Vers de nouveaux horizons : le soin sous le signe de la confiance
L’art-thérapie, lorsqu’elle trouve sa pleine place dans une unité de soins dédiée à la psychose, opère non comme un supplément d’âme mais comme une modalité à part entière du soin, inscrite dans la temporalité du patient. Loin de toute illusion de “réparation” instantanée, elle avance pas à pas, témoignant d’une obstination modeste mais féconde : celle d’offrir, au cœur du chaos, un espace où la pensée peut recommencer à se dire, à s’éprouver dans la forme.

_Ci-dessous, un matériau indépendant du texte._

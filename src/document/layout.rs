//! Summary page layout.
//!
//! Sections are stacked top-down with a running cursor. Each section draws an
//! outlined panel, a heading and one label/value row per field.

use chrono::NaiveDateTime;

use super::assembler::DocumentBranding;
use super::canvas::{Color, Font, PageSpec, Rect, PAGE_HEIGHT, PAGE_WIDTH};
use super::common::{title_case, truncate_chars, ApplicationId, STUDENT_VALUE_MAX_CHARS};
use crate::form::models::FormRecord;

pub const HEADER_HEIGHT: f32 = 70.0;
pub const FOOTER_HEIGHT: f32 = 80.0;

const HEADER_FILL: Color = Color::rgb(0.2, 0.3, 0.6);
const STUDENT_FILL: Color = Color::rgb(0.9, 0.9, 1.0);
const GUARDIAN_FILL: Color = Color::rgb(0.9, 1.0, 0.9);
const HOSTEL_FILL: Color = Color::rgb(1.0, 0.95, 0.9);
const ATTACHMENTS_FILL: Color = Color::gray(0.95);
const ATTACHMENTS_MIN_HEIGHT: f32 = 80.0;
const ATTACHMENT_FIRST_LINE: f32 = 55.0;
const ATTACHMENT_LINE_PITCH: f32 = 15.0;
const ATTACHMENT_BOTTOM_PADDING: f32 = 15.0;
const FOOTER_FILL: Color = Color::gray(0.9);

const PANEL_X: f32 = 30.0;
const HEADING_X: f32 = 40.0;
const LABEL_X: f32 = 45.0;
const VALUE_X: f32 = 150.0;
const ROW_PITCH: f32 = 18.0;
const FIRST_ROW_OFFSET: f32 = 35.0;

/// Values shared by every page of one document.
#[derive(Debug, Clone, Copy)]
pub struct RenderContext<'a> {
    pub application_id: &'a ApplicationId,
    pub generated_at: NaiveDateTime,
    pub branding: &'a DocumentBranding,
}

/// Where each submitted attachment ended up. Page numbers are 1-based.
#[derive(Debug, Clone, PartialEq, Eq)]
pub enum AttachmentEntry {
    Photo { page: Option<usize> },
    IdProofs { pages: Vec<usize>, failed: usize },
    Signature { page: Option<usize> },
}

impl AttachmentEntry {
    /// Line printed in the attachments section.
    pub fn summary_line(&self) -> String {
        match self {
            AttachmentEntry::Photo { page } => single_line("Student Photo", *page),
            AttachmentEntry::Signature { page } => single_line("Digital Signature", *page),
            AttachmentEntry::IdProofs { pages, failed } => {
                let label = if pages.len() + failed > 1 {
                    "ID Proof Documents"
                } else {
                    "ID Proof Document"
                };
                let placement = match (pages.first(), pages.last()) {
                    (Some(first), Some(last)) if first == last => format!("Page {first}"),
                    (Some(first), Some(last)) => format!("Pages {first}-{last}"),
                    _ => return format!("• {label} (could not be rendered)"),
                };
                if *failed > 0 {
                    format!("• {label} ({placement}; {failed} could not be rendered)")
                } else {
                    format!("• {label} ({placement})")
                }
            }
        }
    }
}

fn single_line(label: &str, page: Option<usize>) -> String {
    match page {
        Some(page) => format!("• {label} (Page {page})"),
        None => format!("• {label} (could not be rendered)"),
    }
}

/// Render the first page of the document.
pub fn render_summary_page(form: &FormRecord, ctx: &RenderContext<'_>, attachments: &[AttachmentEntry]) -> PageSpec {
    let mut page = PageSpec::new();

    draw_header(&mut page, ctx);

    let mut cursor = PAGE_HEIGHT - 120.0;

    let student_rows = [
        ("Full Name", FormRecord::text(&form.full_name).to_string()),
        ("Date of Birth", FormRecord::text(&form.date_of_birth).to_string()),
        ("Gender", title_case(FormRecord::text(&form.gender))),
        ("Email Address", FormRecord::text(&form.email).to_string()),
        ("Phone Number", FormRecord::text(&form.phone).to_string()),
        ("Address", FormRecord::text(&form.address).to_string()),
    ]
    .map(|(label, value)| (label, truncate_chars(&value, STUDENT_VALUE_MAX_CHARS).to_string()));
    draw_section(&mut page, &mut cursor, "STUDENT DETAILS", 150.0, STUDENT_FILL, &student_rows);
    cursor -= 20.0;

    let guardian_rows = [
        ("Guardian Name", FormRecord::text(&form.guardian_name).to_string()),
        ("Relation", title_case(FormRecord::text(&form.relation))),
        ("Guardian Phone", FormRecord::text(&form.guardian_phone).to_string()),
        ("Emergency Contact", FormRecord::text(&form.emergency_contact).to_string()),
    ];
    draw_section(&mut page, &mut cursor, "GUARDIAN DETAILS", 100.0, GUARDIAN_FILL, &guardian_rows);
    cursor -= 20.0;

    let hostel_rows = [
        ("Room Number", FormRecord::text(&form.room_number).to_string()),
        ("Admission Date", FormRecord::text(&form.admission_date).to_string()),
        ("Stay Duration", FormRecord::text(&form.stay_duration).to_string()),
    ];
    draw_section(&mut page, &mut cursor, "HOSTEL DETAILS", 80.0, HOSTEL_FILL, &hostel_rows);
    cursor -= 30.0;

    draw_attachments(&mut page, cursor, attachments);
    draw_footer(&mut page, ctx);

    page
}

fn draw_header(page: &mut PageSpec, ctx: &RenderContext<'_>) {
    page.fill_rect(
        Rect::new(0.0, PAGE_HEIGHT - HEADER_HEIGHT, PAGE_WIDTH, HEADER_HEIGHT),
        HEADER_FILL,
    );
    page.text(
        50.0,
        PAGE_HEIGHT - 30.0,
        Font::Bold,
        22.0,
        Color::WHITE,
        ctx.branding.institution_name.to_uppercase(),
    );
    page.text(
        50.0,
        PAGE_HEIGHT - 50.0,
        Font::Bold,
        14.0,
        Color::WHITE,
        ctx.branding.form_title.as_str(),
    );

    page.text(
        50.0,
        PAGE_HEIGHT - 85.0,
        Font::Regular,
        9.0,
        Color::BLACK,
        format!("Application ID: {}", ctx.application_id),
    );
    page.text(
        50.0,
        PAGE_HEIGHT - 100.0,
        Font::Regular,
        9.0,
        Color::BLACK,
        format!("Generated on: {}", ctx.generated_at.format("%B %d, %Y")),
    );
}

fn draw_section(
    page: &mut PageSpec,
    cursor: &mut f32,
    heading: &str,
    height: f32,
    fill: Color,
    rows: &[(&str, String)],
) {
    page.panel(
        Rect::new(PANEL_X, *cursor - height, PAGE_WIDTH - 2.0 * PANEL_X, height),
        fill,
        Color::BLACK,
        1.0,
    );
    page.text(HEADING_X, *cursor - 20.0, Font::Bold, 14.0, Color::BLACK, heading);
    *cursor -= FIRST_ROW_OFFSET;

    for (label, value) in rows {
        page.text(LABEL_X, *cursor, Font::Bold, 10.0, Color::BLACK, format!("{label}:"));
        page.text(VALUE_X, *cursor, Font::Regular, 9.0, Color::BLACK, value.as_str());
        *cursor -= ROW_PITCH;
    }
}

fn draw_attachments(page: &mut PageSpec, top: f32, attachments: &[AttachmentEntry]) {
    let lines: Vec<String> = if attachments.is_empty() {
        vec!["• No attachments provided".to_string()]
    } else {
        attachments.iter().map(AttachmentEntry::summary_line).collect()
    };

    // the panel grows so the last line keeps a bottom padding
    let last_line = ATTACHMENT_FIRST_LINE + (lines.len() - 1) as f32 * ATTACHMENT_LINE_PITCH;
    let height = (last_line + ATTACHMENT_BOTTOM_PADDING).max(ATTACHMENTS_MIN_HEIGHT);
    page.panel(
        Rect::new(PANEL_X, top - height, PAGE_WIDTH - 2.0 * PANEL_X, height),
        ATTACHMENTS_FILL,
        Color::BLACK,
        1.0,
    );
    page.text(HEADING_X, top - 20.0, Font::Bold, 14.0, Color::BLACK, "ATTACHMENTS");
    page.text(
        50.0,
        top - 40.0,
        Font::Regular,
        11.0,
        Color::BLACK,
        "The following attachments are included on separate pages:",
    );

    for (i, line) in lines.into_iter().enumerate() {
        let y = top - ATTACHMENT_FIRST_LINE - i as f32 * ATTACHMENT_LINE_PITCH;
        page.text(50.0, y, Font::Regular, 11.0, Color::BLACK, line);
    }
}

fn draw_footer(page: &mut PageSpec, ctx: &RenderContext<'_>) {
    page.panel(
        Rect::new(0.0, 0.0, PAGE_WIDTH, FOOTER_HEIGHT),
        FOOTER_FILL,
        Color::BLACK,
        1.0,
    );

    page.text(50.0, FOOTER_HEIGHT - 20.0, Font::Bold, 10.0, Color::BLACK, "IMPORTANT NOTES:");
    page.text(
        50.0,
        FOOTER_HEIGHT - 35.0,
        Font::Regular,
        8.0,
        Color::BLACK,
        "• This is a computer-generated document and does not require manual signature.",
    );
    page.text(
        50.0,
        FOOTER_HEIGHT - 50.0,
        Font::Regular,
        8.0,
        Color::BLACK,
        "• Please keep this document for your records and admission process.",
    );

    let right = [
        format!("Generated: {}", ctx.generated_at.format("%d/%m/%Y at %H:%M")),
        format!("{} Management System", ctx.branding.institution_name),
        format!("Contact: {}", ctx.branding.contact_email),
        format!("App ID: {}", ctx.application_id),
    ];
    for (i, line) in right.into_iter().enumerate() {
        page.text(350.0, FOOTER_HEIGHT - 20.0 - i as f32 * 15.0, Font::Oblique, 8.0, Color::BLACK, line);
    }
}

#[cfg(test)]
mod tests {
    use super::*;
    use crate::document::canvas::DrawOp;
    use chrono::NaiveDate;

    fn context_parts() -> (ApplicationId, NaiveDateTime, DocumentBranding) {
        let at = NaiveDate::from_ymd_opt(2025, 1, 15)
            .unwrap()
            .and_hms_opt(14, 30, 0)
            .unwrap();
        (
            ApplicationId::from_time(&at.and_utc()),
            at,
            DocumentBranding::default(),
        )
    }

    fn value_at_row(page: &PageSpec, label: &str) -> String {
        let ops = page.ops();
        let index = ops
            .iter()
            .position(|op| matches!(op, DrawOp::Text { text, .. } if text == &format!("{label}:")))
            .expect("label present");
        match &ops[index + 1] {
            DrawOp::Text { text, .. } => text.clone(),
            other => panic!("expected value text, got {other:?}"),
        }
    }

    #[test]
    fn test_student_values_truncated_to_fifty_chars() {
        let (id, at, branding) = context_parts();
        let ctx = RenderContext { application_id: &id, generated_at: at, branding: &branding };
        let form = FormRecord {
            address: Some("x".repeat(80)),
            email: Some("e".repeat(50)),
            guardian_name: Some("g".repeat(80)),
            room_number: Some("r".repeat(70)),
            ..Default::default()
        };

        let page = render_summary_page(&form, &ctx, &[]);
        assert_eq!(value_at_row(&page, "Address"), "x".repeat(50));
        assert_eq!(value_at_row(&page, "Email Address"), "e".repeat(50));
        assert_eq!(value_at_row(&page, "Guardian Name"), "g".repeat(80));
        assert_eq!(value_at_row(&page, "Room Number"), "r".repeat(70));
    }

    #[test]
    fn test_gender_and_relation_are_title_cased() {
        let (id, at, branding) = context_parts();
        let ctx = RenderContext { application_id: &id, generated_at: at, branding: &branding };
        let form = FormRecord {
            gender: Some("female".into()),
            relation: Some("MOTHER".into()),
            ..Default::default()
        };

        let page = render_summary_page(&form, &ctx, &[]);
        assert_eq!(value_at_row(&page, "Gender"), "Female");
        assert_eq!(value_at_row(&page, "Relation"), "Mother");
    }

    #[test]
    fn test_field_order_and_missing_values() {
        let (id, at, branding) = context_parts();
        let ctx = RenderContext { application_id: &id, generated_at: at, branding: &branding };
        let page = render_summary_page(&FormRecord::default(), &ctx, &[]);

        let labels: Vec<&str> = page
            .texts()
            .filter(|t| t.ends_with(':') && !t.contains("NOTES") && !t.starts_with("The following"))
            .collect();
        assert_eq!(
            labels,
            vec![
                "Full Name:", "Date of Birth:", "Gender:", "Email Address:", "Phone Number:", "Address:",
                "Guardian Name:", "Relation:", "Guardian Phone:", "Emergency Contact:",
                "Room Number:", "Admission Date:", "Stay Duration:",
            ]
        );
        assert_eq!(value_at_row(&page, "Full Name"), "");
        assert!(page.contains_text("• No attachments provided"));
    }

    #[test]
    fn test_metadata_and_footer_restate_id() {
        let (id, at, branding) = context_parts();
        let ctx = RenderContext { application_id: &id, generated_at: at, branding: &branding };
        let page = render_summary_page(&FormRecord::default(), &ctx, &[]);

        assert!(page.contains_text("Application ID: HA-20250115143000"));
        assert!(page.contains_text("Generated on: January 15, 2025"));
        assert!(page.contains_text("Generated: 15/01/2025 at 14:30"));
        assert!(page.contains_text("App ID: HA-20250115143000"));
    }

    #[test]
    fn test_attachment_lines() {
        let photo = AttachmentEntry::Photo { page: Some(2) };
        assert_eq!(photo.summary_line(), "• Student Photo (Page 2)");

        let ids = AttachmentEntry::IdProofs { pages: vec![3, 4], failed: 0 };
        assert_eq!(ids.summary_line(), "• ID Proof Documents (Pages 3-4)");

        let one_id = AttachmentEntry::IdProofs { pages: vec![2], failed: 0 };
        assert_eq!(one_id.summary_line(), "• ID Proof Document (Page 2)");

        let partial = AttachmentEntry::IdProofs { pages: vec![2], failed: 1 };
        assert_eq!(partial.summary_line(), "• ID Proof Documents (Page 2; 1 could not be rendered)");

        let broken = AttachmentEntry::Signature { page: None };
        assert_eq!(broken.summary_line(), "• Digital Signature (could not be rendered)");
    }

    #[test]
    fn test_attachment_panel_holds_every_line() {
        let (id, at, branding) = context_parts();
        let ctx = RenderContext { application_id: &id, generated_at: at, branding: &branding };
        let attachments = [
            AttachmentEntry::Photo { page: Some(2) },
            AttachmentEntry::IdProofs { pages: vec![3, 4], failed: 0 },
            AttachmentEntry::Signature { page: Some(5) },
        ];
        let page = render_summary_page(&FormRecord::default(), &ctx, &attachments);

        let panel = page
            .ops()
            .iter()
            .filter_map(|op| match op {
                DrawOp::FillRect { rect, outline: Some(_), .. } if rect.x == PANEL_X => Some(*rect),
                _ => None,
            })
            .last()
            .expect("attachments panel");
        let baselines: Vec<f32> = page
            .ops()
            .iter()
            .filter_map(|op| match op {
                DrawOp::Text { y, text, .. } if text.starts_with("• ") && *y > FOOTER_HEIGHT => Some(*y),
                _ => None,
            })
            .collect();

        assert_eq!(baselines.len(), 3);
        assert!(baselines.iter().all(|&y| y >= panel.y + 10.0 && y <= panel.y + panel.height));
        assert!(panel.y > FOOTER_HEIGHT);
    }

    #[test]
    fn test_sections_stack_downwards() {
        let (id, at, branding) = context_parts();
        let ctx = RenderContext { application_id: &id, generated_at: at, branding: &branding };
        let page = render_summary_page(&FormRecord::default(), &ctx, &[]);

        let panel_tops: Vec<f32> = page
            .ops()
            .iter()
            .filter_map(|op| match op {
                DrawOp::FillRect { rect, outline: Some(_), .. } if rect.x == PANEL_X => Some(rect.y + rect.height),
                _ => None,
            })
            .collect();
        assert_eq!(panel_tops.len(), 4);
        assert!(panel_tops.windows(2).all(|pair| pair[0] > pair[1]));
        assert!((panel_tops[0] - (PAGE_HEIGHT - 120.0)).abs() < 0.001);
    }
}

L’enjeu, pour les années à venir, sera de documenter encore davantage ces processus, de continuer à porter cette exigence clinique et créative, afin que la dimension expressive ne soit jamais le parent pauvre de la psychiatrie. De nombreux travaux, notamment au Royaume-Uni (NHS Foundation Trust, 2023), démontrent que l’intégration de l’art-thérapie dans les pratiques hospitalières peut représenter un facteur de meilleure réinsertion sociale, réduire la stigmatisation et bouleverser les stéréotypes sur la psychose.
En définitive, si l’art-thérapie n’a pas le pouvoir de dissiper l’invisible, elle propose un lieu où il devient possible de “faire trace” – et parfois, c’est là l’essentiel du soin.